Activity:
Records follow. Copy every line with "EnvFilter".

Provided entries:
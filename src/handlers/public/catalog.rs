// handlers/public/catalog.rs - read-only catalog browsing

use axum::extract::{
    rejection::{PathRejection, QueryRejection},
    Path, Query, State,
};
use serde::Deserialize;

use crate::app::AppState;
use crate::database::models::{ApClass, GradeLevel, PreRequisite, Subject};
use crate::middleware::{ApiResponse, ApiResult};
use crate::services::{ApClassFilter, ApClassService, GradeLevelService, PreRequisiteService, SubjectService};

#[derive(Debug, Default, Deserialize)]
pub struct ClassQuery {
    /// Case-insensitive substring of the class name
    pub q: Option<String>,
    pub offered: Option<bool>,
}

/// GET /api/classes?q=&offered=
pub async fn list_classes(
    State(state): State<AppState>,
    query: Result<Query<ClassQuery>, QueryRejection>,
) -> ApiResult<Vec<ApClass>> {
    let Query(query) = query?;
    let filter = ApClassFilter {
        name_contains: query.q,
        offered: query.offered,
        teacher_email: None,
    };
    let classes = ApClassService::new(state.pool).list(&filter).await?;
    Ok(ApiResponse::success(classes))
}

/// GET /api/classes/:id
pub async fn get_class(
    State(state): State<AppState>,
    path: Result<Path<i32>, PathRejection>,
) -> ApiResult<ApClass> {
    let Path(id) = path?;
    let class = ApClassService::new(state.pool).get(id).await?;
    Ok(ApiResponse::success(class))
}

pub async fn list_subjects(State(state): State<AppState>) -> ApiResult<Vec<Subject>> {
    Ok(ApiResponse::success(SubjectService::new(state.pool).list().await?))
}

pub async fn list_grade_levels(State(state): State<AppState>) -> ApiResult<Vec<GradeLevel>> {
    Ok(ApiResponse::success(GradeLevelService::new(state.pool).list().await?))
}

pub async fn list_prerequisites(State(state): State<AppState>) -> ApiResult<Vec<PreRequisite>> {
    Ok(ApiResponse::success(PreRequisiteService::new(state.pool).list().await?))
}
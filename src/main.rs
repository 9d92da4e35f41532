use std::sync::Arc;

use anyhow::Context;
use ap_course_api::{
    app, config,
    database::DatabaseManager,
    recommend::RecommendationClient,
    AppState,
};
use tracing_subscriber::EnvFilter;

#[tokio::main]
async fn main() -> anyhow::Result<()> {
    // Load .env if present so cargo run picks up DATABASE_URL, JWT_SECRET, etc.
    let _ = dotenvy::dotenv();

    tracing_subscriber::fmt()
        .with_env_filter(EnvFilter::try_from_default_env().unwrap_or_else(|_| EnvFilter::new("info,sqlx=warn")))
        .init();

    let config = config::config();
    tracing::info!("Starting AP Course API in {:?} mode", config.environment);

    if config.security.jwt_secret.is_empty() {
        anyhow::bail!("JWT_SECRET must be set outside development");
    }
    if ap_course_api::is_development!() && std::env::var("JWT_SECRET").is_err() {
        tracing::warn!("Using the built-in development JWT secret; set JWT_SECRET for shared deployments");
    }

    let pool = DatabaseManager::connect(&config.database)?;
    if config.database.run_migrations {
        // The server still starts without a database; /health reports it.
        if let Err(e) = DatabaseManager::migrate(&pool).await {
            tracing::warn!("Skipping migrations, database not ready: {}", e);
        }
    }

    let recommender = RecommendationClient::new(&config.recommender)?;
    tracing::info!("Recommendation service at {}", config.recommender.base_url);

    let app = app(AppState::new(pool, Arc::new(recommender)));

    let bind_addr = format!("{}:{}", config.server.host, config.server.port);
    let listener = tokio::net::TcpListener::bind(&bind_addr)
        .await
        .with_context(|| format!("failed to bind {}", bind_addr))?;

    tracing::info!("AP Course API listening on http://{}", bind_addr);

    axum::serve(listener, app).await.context("server error")?;
    Ok(())
}
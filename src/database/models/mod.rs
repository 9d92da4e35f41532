pub mod authorized_user;
pub mod catalog;
pub mod student_profile;
pub mod user;

pub use authorized_user::AuthorizedUser;
pub use catalog::{ApClass, GradeLevel, PreRequisite, Subject};
pub use student_profile::StudentProfile;
pub use user::{Role, User};
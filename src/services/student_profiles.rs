use sqlx::PgPool;

use super::ServiceResult;
use crate::database::models::StudentProfile;

const PROFILE_COLUMNS: &str = "id, interests, previous_courses, gpa, grade_level, created_at";

#[derive(Debug, Clone)]
pub struct NewStudentProfile {
    pub interests: Vec<String>,
    pub previous_courses: Vec<String>,
    pub gpa: f64,
    pub grade_level: Option<i32>,
}

pub struct StudentProfileService {
    pool: PgPool,
}

impl StudentProfileService {
    pub fn new(pool: PgPool) -> Self {
        Self { pool }
    }

    pub async fn create(&self, new: NewStudentProfile) -> ServiceResult<StudentProfile> {
        let profile = sqlx::query_as::<_, StudentProfile>(&format!(
            "INSERT INTO student_profiles (interests, previous_courses, gpa, grade_level)
             VALUES ($1, $2, $3, $4)
             RETURNING {}",
            PROFILE_COLUMNS
        ))
        .bind(&new.interests)
        .bind(&new.previous_courses)
        .bind(new.gpa)
        .bind(new.grade_level)
        .fetch_one(&self.pool)
        .await?;

        tracing::debug!("Saved student profile {}", profile.id);
        Ok(profile)
    }

    /// Oldest submission first
    pub async fn list(&self) -> ServiceResult<Vec<StudentProfile>> {
        let profiles = sqlx::query_as::<_, StudentProfile>(&format!(
            "SELECT {} FROM student_profiles ORDER BY created_at ASC, id ASC",
            PROFILE_COLUMNS
        ))
        .fetch_all(&self.pool)
        .await?;
        Ok(profiles)
    }
}
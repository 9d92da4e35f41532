//! Client for the separately hosted recommendation service.
//!
//! The service exposes `GET /recommend` and answers with a JSON array of AP
//! class names ranked for the most recently saved student profile.

use async_trait::async_trait;
use std::time::Duration;
use thiserror::Error;

use crate::config::RecommenderConfig;

#[derive(Debug, Error)]
pub enum RecommendError {
    #[error("Recommendation service unreachable: {0}")]
    Transport(String),

    #[error("Recommendation service error: {status}{}", detail_suffix(.detail))]
    Status { status: u16, detail: Option<String> },

    #[error("Recommendation service returned an unexpected body: {0}")]
    Decode(String),

    #[error("Invalid recommendation service URL: {0}")]
    InvalidUrl(String),
}

fn detail_suffix(detail: &Option<String>) -> String {
    detail.as_ref().map(|d| format!(" - {}", d)).unwrap_or_default()
}

#[async_trait]
pub trait Recommender: Send + Sync {
    async fn recommend(&self, top_k: Option<u32>) -> Result<Vec<String>, RecommendError>;
}

#[derive(Debug, Clone)]
pub struct RecommendationClient {
    http: reqwest::Client,
    base_url: String,
    default_top_k: u32,
}

impl RecommendationClient {
    pub fn new(config: &RecommenderConfig) -> Result<Self, RecommendError> {
        let http = reqwest::Client::builder()
            .timeout(Duration::from_secs(config.timeout_secs))
            .build()
            .map_err(|e| RecommendError::Transport(e.to_string()))?;

        Ok(Self {
            http,
            base_url: crate::config::normalize_base_url(&config.base_url),
            default_top_k: config.top_k,
        })
    }

    pub fn endpoint(&self, top_k: u32) -> Result<url::Url, RecommendError> {
        let mut url = url::Url::parse(&format!("{}/recommend", self.base_url))
            .map_err(|e| RecommendError::InvalidUrl(format!("{}: {}", self.base_url, e)))?;
        url.query_pairs_mut().append_pair("top_k", &top_k.to_string());
        Ok(url)
    }
}

/// Pull the most useful message out of an error body: FastAPI-style `detail`,
/// otherwise the raw text.
fn error_detail(body: &str) -> Option<String> {
    let body = body.trim();
    if body.is_empty() {
        return None;
    }
    match serde_json::from_str::<serde_json::Value>(body) {
        Ok(serde_json::Value::Object(map)) => match map.get("detail") {
            Some(serde_json::Value::String(s)) => Some(s.clone()),
            Some(other) => Some(other.to_string()),
            None => Some(body.to_string()),
        },
        _ => Some(body.to_string()),
    }
}

#[async_trait]
impl Recommender for RecommendationClient {
    async fn recommend(&self, top_k: Option<u32>) -> Result<Vec<String>, RecommendError> {
        let url = self.endpoint(top_k.unwrap_or(self.default_top_k))?;
        tracing::debug!("Fetching recommendations from {}", url);

        let response = self
            .http
            .get(url)
            .send()
            .await
            .map_err(|e| RecommendError::Transport(e.to_string()))?;

        let status = response.status();
        if !status.is_success() {
            let body = response.text().await.unwrap_or_default();
            return Err(RecommendError::Status {
                status: status.as_u16(),
                detail: error_detail(&body),
            });
        }

        let names = response
            .json::<Vec<String>>()
            .await
            .map_err(|e| RecommendError::Decode(e.to_string()))?;

        tracing::debug!("Received {} recommendations", names.len());
        Ok(names)
    }
}

#[cfg(test)]
mod tests {
    use super::*;
    use axum::{extract::Query, http::StatusCode, routing::get, Json, Router};
    use std::collections::HashMap;

    async fn spawn_stub(app: Router) -> String {
        let listener = tokio::net::TcpListener::bind("127.0.0.1:0").await.unwrap();
        let addr = listener.local_addr().unwrap();
        tokio::spawn(async move {
            axum::serve(listener, app).await.unwrap();
        });
        format!("http://{}/", addr)
    }

    fn client_for(base_url: String) -> RecommendationClient {
        RecommendationClient::new(&RecommenderConfig {
            base_url,
            timeout_secs: 5,
            top_k: 5,
        })
        .unwrap()
    }

    #[tokio::test]
    async fn returns_class_names_and_forwards_top_k() {
        let app = Router::new().route(
            "/recommend",
            get(|Query(params): Query<HashMap<String, String>>| async move {
                let k: usize = params.get("top_k").and_then(|v| v.parse().ok()).unwrap_or(0);
                let all = vec!["AP Calculus AB", "AP Calculus BC", "AP Physics 1"];
                Json(all.into_iter().take(k).map(String::from).collect::<Vec<_>>())
            }),
        );
        let client = client_for(spawn_stub(app).await);

        let names = client.recommend(Some(2)).await.unwrap();
        assert_eq!(names, vec!["AP Calculus AB", "AP Calculus BC"]);

        let names = client.recommend(None).await.unwrap();
        assert_eq!(names.len(), 3);
    }

    #[tokio::test]
    async fn surfaces_service_detail_on_error_status() {
        let app = Router::new().route(
            "/recommend",
            get(|| async {
                (
                    StatusCode::INTERNAL_SERVER_ERROR,
                    Json(serde_json::json!({ "detail": "no offered classes" })),
                )
            }),
        );
        let client = client_for(spawn_stub(app).await);

        let err = client.recommend(None).await.unwrap_err();
        match &err {
            RecommendError::Status { status, detail } => {
                assert_eq!(*status, 500);
                assert_eq!(detail.as_deref(), Some("no offered classes"));
            }
            other => panic!("unexpected error: {other:?}"),
        }
        assert_eq!(err.to_string(), "Recommendation service error: 500 - no offered classes");
    }

    #[tokio::test]
    async fn rejects_non_list_bodies() {
        let app = Router::new().route("/recommend", get(|| async { Json(serde_json::json!({ "classes": [] })) }));
        let client = client_for(spawn_stub(app).await);

        assert!(matches!(client.recommend(None).await, Err(RecommendError::Decode(_))));
    }

    #[tokio::test]
    async fn unreachable_service_is_a_transport_error() {
        let port = portpicker::pick_unused_port().unwrap();
        let client = client_for(format!("http://127.0.0.1:{}", port));

        assert!(matches!(client.recommend(None).await, Err(RecommendError::Transport(_))));
    }

    #[test]
    fn endpoint_joins_without_double_slash() {
        let client = client_for("http://recs.local:8000//".to_string());
        assert_eq!(client.endpoint(3).unwrap().as_str(), "http://recs.local:8000/recommend?top_k=3");
    }

    #[test]
    fn error_detail_prefers_detail_field() {
        assert_eq!(error_detail(r#"{"detail":"boom"}"#).as_deref(), Some("boom"));
        assert_eq!(error_detail("plain failure").as_deref(), Some("plain failure"));
        assert_eq!(error_detail("   "), None);
    }
}
use serde_json::json;
use sqlx::PgPool;

use crate::cli::utils::output_success;
use crate::cli::OutputFormat;
use crate::database::DatabaseManager;

pub async fn handle(pool: &PgPool, output_format: OutputFormat) -> anyhow::Result<()> {
    DatabaseManager::migrate(pool).await?;
    output_success(&output_format, "Migrations applied", Some(json!({ "migrated": true })))
}
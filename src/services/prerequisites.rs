use sqlx::{PgConnection, PgPool};

use super::grade_levels::resolve_ids;
use super::{ServiceError, ServiceResult};
use crate::database::models::PreRequisite;

const PREREQUISITE_SELECT: &str = r#"
    SELECT p.id, p.name, p.subject_id, s.name AS subject_name,
           ARRAY(
               SELECT g.level
               FROM prerequisite_grade_levels pg
               JOIN grade_levels g ON g.id = pg.grade_level_id
               WHERE pg.prerequisite_id = p.id
               ORDER BY g.level
           ) AS grade_levels
    FROM prerequisites p
    JOIN subjects s ON s.id = p.subject_id
"#;

#[derive(Debug, Clone)]
pub struct NewPreRequisite {
    pub name: String,
    /// Subject name
    pub subject: String,
    pub grade_levels: Vec<i32>,
}

#[derive(Debug, Clone)]
pub struct UpdatePreRequisite {
    pub name: String,
    pub subject_id: i32,
    pub grade_levels: Vec<i32>,
}

pub struct PreRequisiteService {
    pool: PgPool,
}

impl PreRequisiteService {
    pub fn new(pool: PgPool) -> Self {
        Self { pool }
    }

    pub async fn list(&self) -> ServiceResult<Vec<PreRequisite>> {
        let rows = sqlx::query_as::<_, PreRequisite>(&format!("{} ORDER BY s.name, p.name", PREREQUISITE_SELECT))
            .fetch_all(&self.pool)
            .await?;
        Ok(rows)
    }

    pub async fn get(&self, id: i32) -> ServiceResult<PreRequisite> {
        sqlx::query_as::<_, PreRequisite>(&format!("{} WHERE p.id = $1", PREREQUISITE_SELECT))
            .bind(id)
            .fetch_optional(&self.pool)
            .await?
            .ok_or_else(|| ServiceError::NotFound(format!("Prerequisite {} not found", id)))
    }

    pub async fn create(&self, new: NewPreRequisite) -> ServiceResult<PreRequisite> {
        let mut tx = self.pool.begin().await?;

        let subject_id: i32 = sqlx::query_scalar("SELECT id FROM subjects WHERE name = $1")
            .bind(&new.subject)
            .fetch_optional(&mut *tx)
            .await?
            .ok_or_else(|| ServiceError::UnknownReference(format!("Subject \"{}\" not found.", new.subject)))?;

        let grade_level_ids = resolve_ids(&mut *tx, &new.grade_levels).await?;

        let id: i32 = sqlx::query_scalar("INSERT INTO prerequisites (name, subject_id) VALUES ($1, $2) RETURNING id")
            .bind(&new.name)
            .bind(subject_id)
            .fetch_one(&mut *tx)
            .await?;

        link_grade_levels(&mut *tx, id, &grade_level_ids).await?;
        tx.commit().await?;

        tracing::info!("Created prerequisite {} ({}) for subject {}", new.name, id, new.subject);
        self.get(id).await
    }

    /// Replaces name, subject and the full grade-level set
    pub async fn update(&self, id: i32, changes: UpdatePreRequisite) -> ServiceResult<PreRequisite> {
        let mut tx = self.pool.begin().await?;

        let subject_exists: bool = sqlx::query_scalar("SELECT EXISTS (SELECT 1 FROM subjects WHERE id = $1)")
            .bind(changes.subject_id)
            .fetch_one(&mut *tx)
            .await?;
        if !subject_exists {
            return Err(ServiceError::UnknownReference(format!("Subject {} not found.", changes.subject_id)));
        }

        let grade_level_ids = resolve_ids(&mut *tx, &changes.grade_levels).await?;

        let result = sqlx::query("UPDATE prerequisites SET name = $2, subject_id = $3 WHERE id = $1")
            .bind(id)
            .bind(&changes.name)
            .bind(changes.subject_id)
            .execute(&mut *tx)
            .await?;
        if result.rows_affected() == 0 {
            return Err(ServiceError::NotFound(format!("Prerequisite {} not found", id)));
        }

        sqlx::query("DELETE FROM prerequisite_grade_levels WHERE prerequisite_id = $1")
            .bind(id)
            .execute(&mut *tx)
            .await?;
        link_grade_levels(&mut *tx, id, &grade_level_ids).await?;
        tx.commit().await?;

        tracing::info!("Updated prerequisite {}", id);
        self.get(id).await
    }

    /// Fails with a foreign-key conflict while an AP class still lists it
    pub async fn delete(&self, id: i32) -> ServiceResult<()> {
        let result = sqlx::query("DELETE FROM prerequisites WHERE id = $1")
            .bind(id)
            .execute(&self.pool)
            .await?;

        if result.rows_affected() == 0 {
            return Err(ServiceError::NotFound(format!("Prerequisite {} not found", id)));
        }
        tracing::info!("Deleted prerequisite {}", id);
        Ok(())
    }
}

pub(crate) async fn link_grade_levels(
    conn: &mut PgConnection,
    prerequisite_id: i32,
    grade_level_ids: &[i32],
) -> ServiceResult<()> {
    sqlx::query(
        "INSERT INTO prerequisite_grade_levels (prerequisite_id, grade_level_id)
         SELECT $1, UNNEST($2::int[])
         ON CONFLICT DO NOTHING",
    )
    .bind(prerequisite_id)
    .bind(grade_level_ids)
    .execute(&mut *conn)
    .await?;
    Ok(())
}
// handlers/protected/auth.rs - account endpoints for the signed-in user

use axum::{
    extract::{rejection::JsonRejection, State},
    Extension, Json,
};
use serde::Deserialize;
use serde_json::{json, Value};

use crate::app::AppState;
use crate::database::models::User;
use crate::error::ApiError;
use crate::middleware::{ApiResponse, ApiResult, AuthUser};
use crate::services::UserService;
use crate::validation::FieldErrors;

/// GET /api/auth/whoami
pub async fn whoami(State(state): State<AppState>, Extension(auth_user): Extension<AuthUser>) -> ApiResult<User> {
    let user = UserService::new(state.pool).get(auth_user.id).await?;
    Ok(ApiResponse::success(user))
}

#[derive(Debug, Default, Deserialize)]
#[serde(rename_all = "camelCase", default)]
pub struct ChangePasswordRequest {
    pub old_password: String,
    pub password: String,
    pub confirm_password: Option<String>,
}

/// PUT /api/auth/password - requires the current password
pub async fn change_password(
    State(state): State<AppState>,
    Extension(auth_user): Extension<AuthUser>,
    payload: Result<Json<ChangePasswordRequest>, JsonRejection>,
) -> ApiResult<Value> {
    let Json(req) = payload?;

    let mut errors = FieldErrors::new();
    if req.old_password.is_empty() {
        errors.add("oldPassword", "Old password is required");
    }
    errors.password("password", &req.password);
    errors.password_confirmation("confirmPassword", &req.password, req.confirm_password.as_deref());
    errors.into_result("Invalid password change")?;

    let users = UserService::new(state.pool);
    if users.verify_credentials(&auth_user.email, &req.old_password).await?.is_none() {
        return Err(ApiError::invalid_field("oldPassword", "Old password is incorrect"));
    }

    users.change_password(&auth_user.email, &req.password).await?;
    tracing::info!("Password changed for {}", auth_user.email);

    Ok(ApiResponse::success(json!({ "email": auth_user.email })))
}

Result for this task:
use tracing_subscriber::EnvFilter;
        .with_env_filter(EnvFilter::try_from_default_env().unwrap_or_else(|_| EnvFilter::new("info,sqlx=warn")))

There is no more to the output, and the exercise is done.